Atlassian-owned Trello today launched new features to visualize workflows for enterprise team collaboration — including new board views, card capabilities, and integrations for third-party data. These visibility enhancements have arrived 10 years after Trello’s founding and continue the platform’s series of technical upgrades from automation tools in 2018 to administrative plug-in controls in 2019.
In an interview with VentureBeat, Trello cofounder and CEO Michael Pryor described the platform as replacing whiteboards and post-it notes. He referenced an Okta report suggesting large companies deployed an average of 175 apps in 2020 and said the new Trello features were designed to visualize users’ remote work with fewer digital tools.
Pryor said “We’ve already always been talking about this proliferation of tabs and proliferation of apps. And we hear from customers [about] information silos, and [they’re] just overwhelmed.” He said the company is building a solution to that problem and described today’s release as “an evolution for Trello.”
Trello boards used to include straightforward cards and lists. Now they involve additional data-filtering options, like the ability to sort by due dates and tasks owned by specific teammates. The five new board views — Team Table, Timeline, Calendar, Map, and Dashboard — organize projects into different formats depending on a team’s needs.
These views might be particularly useful for managing technical information. Pryor suggested that while the Fortnite IT team, for example, uses the default Trello view to categorize and report bugs that appear in the game, changing its public product roadmap to the Calendar View could improve external updates for resolving those bugs. He also said the Timeline View could help a team juggle internal responses to the bugs.
“The future vision of this, though, is we’re going to open this up to third-party developers who can make their own views,” Pryor said. He explained that users might build a canvas view to draw mind maps or sketch out engineering problems or develop a Pinterest-like view to add web-compiled images to boards.
Trello is also changing its cards within boards, allowing cards to connect information across boards or outside of the platform. Today’s updates include Link Cards, which natively display previews from Jira tickets, Figma mockups, and Google Drive files. Trello also plans to launch Mirror Cards to automatically replicate the same information across a team’s boards, and more ways for third-party developers to customize their boards and cards on the platform.

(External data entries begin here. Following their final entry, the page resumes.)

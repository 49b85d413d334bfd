//! Domain types and the pricing engine
//!
//! Everything in here is synchronous and free of I/O.

pub mod analysis;
pub mod coerce;
pub mod pricing;
pub mod projects;
pub mod summary;
pub mod validation;

// Re-export commonly used types
pub use analysis::*;
pub use pricing::*;
pub use projects::*;
pub use validation::*;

Trello’s recent developments with its automation engine, new views, card types, custom fields, and different template creation forms have focused on enabling low-code or no-code enterprise-built solutions under a singular API. “There’s a bunch of hooks within our application where people can build tools that lay on top of Trello. And so we’re expanding those hooks,” Pryor said. “We’ll give the third-party developers, essentially, access to our API like they currently have within the Power-Up framework.”
Trello said it currently has more than 50 million users. According to Pryor, his team architected the app from its first iteration with the goal of supporting over 100 million users. “We basically leverage the cloud,” Pryor said. His team built Trello on top of an AWS and MongoDB-heavy tech stack and changed out any tools that didn’t scale or perform along the way. “That’s benefited us in a lot of ways and essentially avoided a lot of technical debt,” Pryor added.

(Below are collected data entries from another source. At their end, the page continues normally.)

use axum::{extract::State, http::StatusCode, Json};
use serde::Serialize;
use std::sync::Arc;

use crate::app::AppState;

#[derive(Serialize)]
pub struct HealthResponse {
    pub status: String,
    pub version: String,
    pub services: ServiceHealth,
}

#[derive(Serialize)]
pub struct ServiceHealth {
    /// `postgres` or `memory`
    pub storage_backend: String,
    pub storage: String,
    pub cache: String,
    pub ai_service: String,
}

fn label<E>(result: &Result<(), E>) -> &'static str {
    if result.is_ok() {
        "ok"
    } else {
        "error"
    }
}

/// Health check endpoint - public
pub async fn health_check(
    State(state): State<Arc<AppState>>,
) -> (StatusCode, Json<HealthResponse>) {
    let cache_check = async {
        match &state.cache {
            Some(cache) => Some(cache.health_check().await),
            None => None,
        }
    };

    let (store_result, cache_result, ai_result) = tokio::join!(
        state.store.health_check(),
        cache_check,
        state.ai_client.health_check(),
    );

    let cache_status = cache_result.as_ref().map_or("disabled", label);
    let cache_ok = cache_result.as_ref().map_or(true, |r| r.is_ok());

    // Storage is critical, cache and AI only degrade the service
    let status = if store_result.is_err() {
        "unhealthy"
    } else if cache_ok && ai_result.is_ok() {
        "healthy"
    } else {
        "degraded"
    };

    let status_code = if status == "unhealthy" {
        StatusCode::SERVICE_UNAVAILABLE
    } else {
        StatusCode::OK
    };

    (
        status_code,
        Json(HealthResponse {
            status: status.to_string(),
            version: env!("CARGO_PKG_VERSION").to_string(),
            services: ServiceHealth {
                storage_backend: state.store.backend().to_string(),
                storage: label(&store_result).to_string(),
                cache: cache_status.to_string(),
                ai_service: label(&ai_result).to_string(),
            },
        }),
    )
}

He added that Mongo has been an amazing tool that has grown and gotten a lot more features over time. “From the beginning, we built things on technologies that ended up growing,” Pryor added.
MongoDB’s flexibility supports the platform’s horizontal scaling capabilities, which helped the Trello IT team develop new views for this release, like the multi-board table view. And while Trello has stuck with MongoDB since 2011, it has moved through three different architectures for web socket connections in that time.
Introducing the Butler engine two years ago drove automation on the platform, but it also made Trello’s architectural integrity more central to its success. Pryor said the company has been making Butler easier to use, which introduces interesting challenges. “If you have 15 million people signed up to use your app and everyone’s like, ‘Monday morning at 9 a.m., I want this thing to happen,’ how do you handle that scale in that load when those things pile up over the years?”
Trello is still scaling, but now it’s looking to facilitate third-party developers’ integrations of data from external tools so they can build ML models on top and within the platform and apply them to external tools if needed.
“If you think about applications, they all kind of have an object model, and their base layers, their units of work [like JIRA or Figma], are issues. And Trello, at the base level, is [made of] cards,” Pryor said. He added that the company is trying to do “data manipulation of those cards, [substituting] all that work from other tools into them.”
With JIRA, for example, an enterprise IT team can use Trello to investigate previous projects. Making cards and labels based on which JIRA tickets excelled or failed on cross-board Team Tables could help engineers troubleshoot more efficiently, Pryor said. So could hosting brainstorming sessions on a custom-built Canvas view, especially without in-person collaboration tools.
“So I think it opens up a lot of possibilities when you start thinking about that basic unit of work and expanding that to be representative of all the work that you’re doing, no matter where it is,” Pryor said.